Figure 1. IPF pathogenesis driven by epithelial dysfunction occurs in three phases.

Initiation: Intrinsic (e.g., genetic) and extrinsic (e.g., infection, air pollution) factors acting through various pathways converge to produce a vulnerable alveolar type 2 epithelial cell (AT2) population (blue rectangular cells). Vulnerable AT2s subjected to continued intrinsic proteostatic/cell quality control challenges or additional secondary injurious stimuli (often recurrent) develop profound functional defects marked by aberrant activation of developmental programs, enhanced cell stress responses, impaired progenitor function, and/or apoptosis.

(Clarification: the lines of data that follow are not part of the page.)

//! Core data types of the dimensional engine.
//!
//! - [`FieldKind`] / [`FieldValue`] - the closed primitive type system
//! - [`FieldDescriptor`] - ordered, typed record schemas with kind-grouped
//!   storage slots
//! - [`GenericRecord`] - compact, type-partitioned value containers
//! - [`InputEvent`] - one typed event (keys + values + timestamp)

pub mod descriptor;
pub mod record;
pub mod value;

pub use descriptor::FieldDescriptor;
pub use record::{GenericRecord, InputEvent};
pub use value::{FieldKind, FieldValue};
use crate::memory::KernelHeap;
use crate::types::{ProcessorId, ThreadHandle, WaitChannelId};
use core::fmt;

/// Interrupt priority level.
#[derive(Debug, Copy, Clone, Eq, PartialEq, Ord, PartialOrd)]
pub struct Ipl(u8);

impl Ipl {
    /// All interrupts enabled.
    pub const LOW: Ipl = Ipl(0);
    /// No interrupt and no preemption can be delivered.
    pub const HIGH: Ipl = Ipl(15);
}

impl fmt::Display for Ipl {
    fn fmt(&self, f: &mut fmt::Formatter<'_>) -> fmt::Result {
        write!(f, "spl{}", self.0)
    }
}

/// Services the synchronization layer needs from the rest of the kernel.
///
/// # Safety
///
/// Implementations model a single processor. From the moment `splhigh`
/// returns for a thread until its matching `splx` (or until it calls
/// `thread_sleep`), no other thread attached to the same processor may
/// return from `splhigh` or `thread_sleep`. Primitives keep their state in
/// unsynchronized cells and rely on this for exclusion. `processor` must
/// return the same id for the life of the value and an id no other
/// processor uses.
pub unsafe trait Platform: Send + Sync {
    fn processor(&self) -> ProcessorId;

    /// Raise the level to `Ipl::HIGH` on behalf of `thread`, returning the
    /// level it replaced.
    fn splhigh(&self, thread: ThreadHandle) -> Ipl;

    /// Undo the most recent `splhigh` by `thread`.
    fn splx(&self, thread: ThreadHandle, prior: Ipl);

    /// Deschedule `thread` until `chan` is woken. Must be called at
    /// `Ipl::HIGH`; the level is held again when this returns.
    fn thread_sleep(&self, thread: ThreadHandle, chan: WaitChannelId);

    /// Make every thread sleeping on `chan` runnable. Returns how many were
    /// woken.
    fn thread_wakeup(&self, chan: WaitChannelId) -> usize;

    fn thread_hassleepers(&self, chan: WaitChannelId) -> bool;

    /// Give up the processor voluntarily; `thread` stays runnable.
    fn thread_yield(&self, thread: ThreadHandle);

    /// Register a new kernel thread.
    fn thread_attach(&self, name: &str) -> ThreadHandle;

    fn thread_exit(&self, thread: ThreadHandle);

    fn heap(&self) -> &KernelHeap;
}
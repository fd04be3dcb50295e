use crate::types::{ThreadHandle, WaitChannelId};

#[derive(Debug, Clone, Copy, PartialEq, Eq)]
pub enum ThreadState {
    Running,
    /// Woken, queued to take the processor back.
    Ready,
    Sleeping(WaitChannelId),
}

pub struct ThreadControlBlock {
    pub handle: ThreadHandle,
    pub name: String,
    pub state: ThreadState,
    pub context: SavedContext,
}

impl ThreadControlBlock {
    pub fn new(handle: ThreadHandle, name: &str) -> Self {
        Self {
            handle,
            name: name.to_string(),
            state: ThreadState::Running,
            context: SavedContext::default(),
        }
    }
}

/// Who holds the raised interrupt level, and how deeply it is nested.
#[derive(Debug, Clone, Copy, Default, PartialEq, Eq)]
pub struct LevelState {
    pub owner: Option<ThreadHandle>,
    pub depth: usize,
}

/// Interrupt nesting a sleeping thread must get back when it resumes.
#[derive(Debug, Clone, Copy, Default)]
pub struct SavedContext {
    pub spl_depth: usize,
}

impl SavedContext {
    /// Take the level away from its owner, remembering the nesting.
    pub fn save_from(&mut self, level: &mut LevelState) {
        self.spl_depth = level.depth;
        *level = LevelState::default();
    }

    pub fn restore_to(&self, level: &mut LevelState, thread: ThreadHandle) {
        level.owner = Some(thread);
        level.depth = self.spl_depth;
    }
}
use thiserror::Error;

#[derive(Debug, Error, Clone, PartialEq, Eq)]
pub enum KernelError {
    #[error("out of memory: requested {requested} bytes, {available} available")]
    OutOfMemory { requested: usize, available: usize },
}
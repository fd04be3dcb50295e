use crate::thread::SplGuard;
use crate::types::ProcessorId;
use core::cell::{RefCell, RefMut};

/// State that may only be touched with the interrupt level raised on the
/// processor that owns it.
///
/// On a single processor the raised level already excludes every other
/// thread, so no further locking happens here. Borrows are tied to the
/// `SplGuard` they were made under.
pub struct IntrCell<T> {
    processor: ProcessorId,
    data: RefCell<T>,
}

// SAFETY: every access needs an `SplGuard` of a thread on `processor`, and
// `Platform` guarantees one such guard is live at a time.
unsafe impl<T: Send> Sync for IntrCell<T> {}

impl<T> IntrCell<T> {
    pub const fn new(processor: ProcessorId, data: T) -> Self {
        Self {
            processor,
            data: RefCell::new(data),
        }
    }

    pub fn borrow_mut<'g>(&'g self, spl: &'g SplGuard<'_>) -> RefMut<'g, T> {
        spl.assert_on(self.processor, "interrupt-protected state");
        self.data.borrow_mut()
    }

    pub fn set(&self, spl: &SplGuard<'_>, value: T) {
        *self.borrow_mut(spl) = value;
    }
}

impl<T: Copy> IntrCell<T> {
    pub fn get(&self, spl: &SplGuard<'_>) -> T {
        *self.borrow_mut(spl)
    }
}
pub mod cv;
pub mod intr_cell;
pub mod lock;
pub mod semaphore;

pub use cv::Cv;
pub use intr_cell::IntrCell;
pub use lock::Lock;
pub use semaphore::Semaphore;
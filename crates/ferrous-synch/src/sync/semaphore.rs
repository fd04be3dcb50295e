use super::intr_cell::IntrCell;
use crate::error::KernelError;
use crate::memory::{HeapBlock, KString};
use crate::thread::wchan::WaitChannel;
use crate::thread::{SplGuard, ThreadContext};
use crate::types::WaitChannelId;
use core::fmt;
use core::mem;
use log::debug;
use std::sync::Arc;

/// Counting semaphore.
pub struct Semaphore {
    name: KString,
    count: IntrCell<usize>,
    wchan: WaitChannel,
    _storage: HeapBlock,
}

impl Semaphore {
    pub fn create(
        cx: &ThreadContext,
        name: &str,
        initial_count: usize,
    ) -> Result<Arc<Self>, KernelError> {
        let storage = cx.heap().kmalloc(mem::size_of::<Self>())?;
        let name = cx.heap().kstrdup(name)?;
        let sem = Self {
            name,
            count: IntrCell::new(cx.processor(), initial_count),
            wchan: WaitChannel::new(cx.processor()),
            _storage: storage,
        };
        debug!("semaphore {} created with count {}", sem, initial_count);
        Ok(Arc::new(sem))
    }

    /// Drop the creator's reference. No thread may be asleep on the
    /// semaphore.
    pub fn destroy(self: Arc<Self>, cx: &ThreadContext) {
        {
            let spl = self.raise(cx);
            assert!(
                !self.wchan.has_sleepers(&spl),
                "semaphore {}: destroyed while threads sleep on it",
                self
            );
        }
        debug!("semaphore {} destroyed", self);
    }

    /// Take one unit, sleeping until one is available.
    pub fn p(&self, cx: &ThreadContext) {
        // Checked even when the P would not block.
        assert!(
            !cx.in_interrupt(),
            "semaphore {}: P from an interrupt handler",
            self
        );

        let mut spl = self.raise(cx);
        while self.count.get(&spl) == 0 {
            self.wchan.sleep(&mut spl);
        }
        let mut count = self.count.borrow_mut(&spl);
        assert!(*count > 0);
        *count -= 1;
    }

    /// Return one unit and wake everyone waiting for it.
    pub fn v(&self, cx: &ThreadContext) {
        let spl = self.raise(cx);
        {
            let mut count = self.count.borrow_mut(&spl);
            *count = match count.checked_add(1) {
                Some(next) => next,
                None => panic!("semaphore {}: count overflow", self),
            };
        }
        self.wchan.wakeup(&spl);
    }

    pub fn count(&self, cx: &ThreadContext) -> usize {
        let spl = self.raise(cx);
        self.count.get(&spl)
    }

    pub fn name(&self) -> &str {
        &self.name
    }

    pub fn channel(&self) -> WaitChannelId {
        self.wchan.id()
    }

    /// Raise the level, checking that `cx` runs on this semaphore's processor.
    fn raise<'a>(&self, cx: &'a ThreadContext) -> SplGuard<'a> {
        let spl = cx.splhigh();
        spl.assert_on(self.wchan.processor(), self);
        spl
    }
}

impl fmt::Display for Semaphore {
    fn fmt(&self, f: &mut fmt::Formatter<'_>) -> fmt::Result {
        write!(f, "{} at {}", self.name, self.wchan.id())
    }
}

Amplification: Dysfunctional AT2 cells (red rectangular cells) can initiate crosstalk with immune populations such as Ly6C^hi monocytes, alveolar macrophages, neutrophils, or lymphocytes, which can both amplify the initial injury events and promote mesenchymal expansion further complemented by commensurate AT2/mesenchymal crosstalk. Fibrogenesis: The dysfunctional alveolar niche exhibits further feed-forward mechanisms to promote ongoing AT2 dysfunction marked by increased proliferation (AT2 hyperplasia), impaired transdifferentiation to AT1 cells, and upregulation of senescence programs. Coupled with enhanced myofibroblast activation and matrix deposition, the disrupted injury/repair response leads to scar formation and progressive loss of lung architectural complexity culminating in progressive fibrotic remodeling, physiological derangements in gas exchange, and a clinically evident IPF phenotype.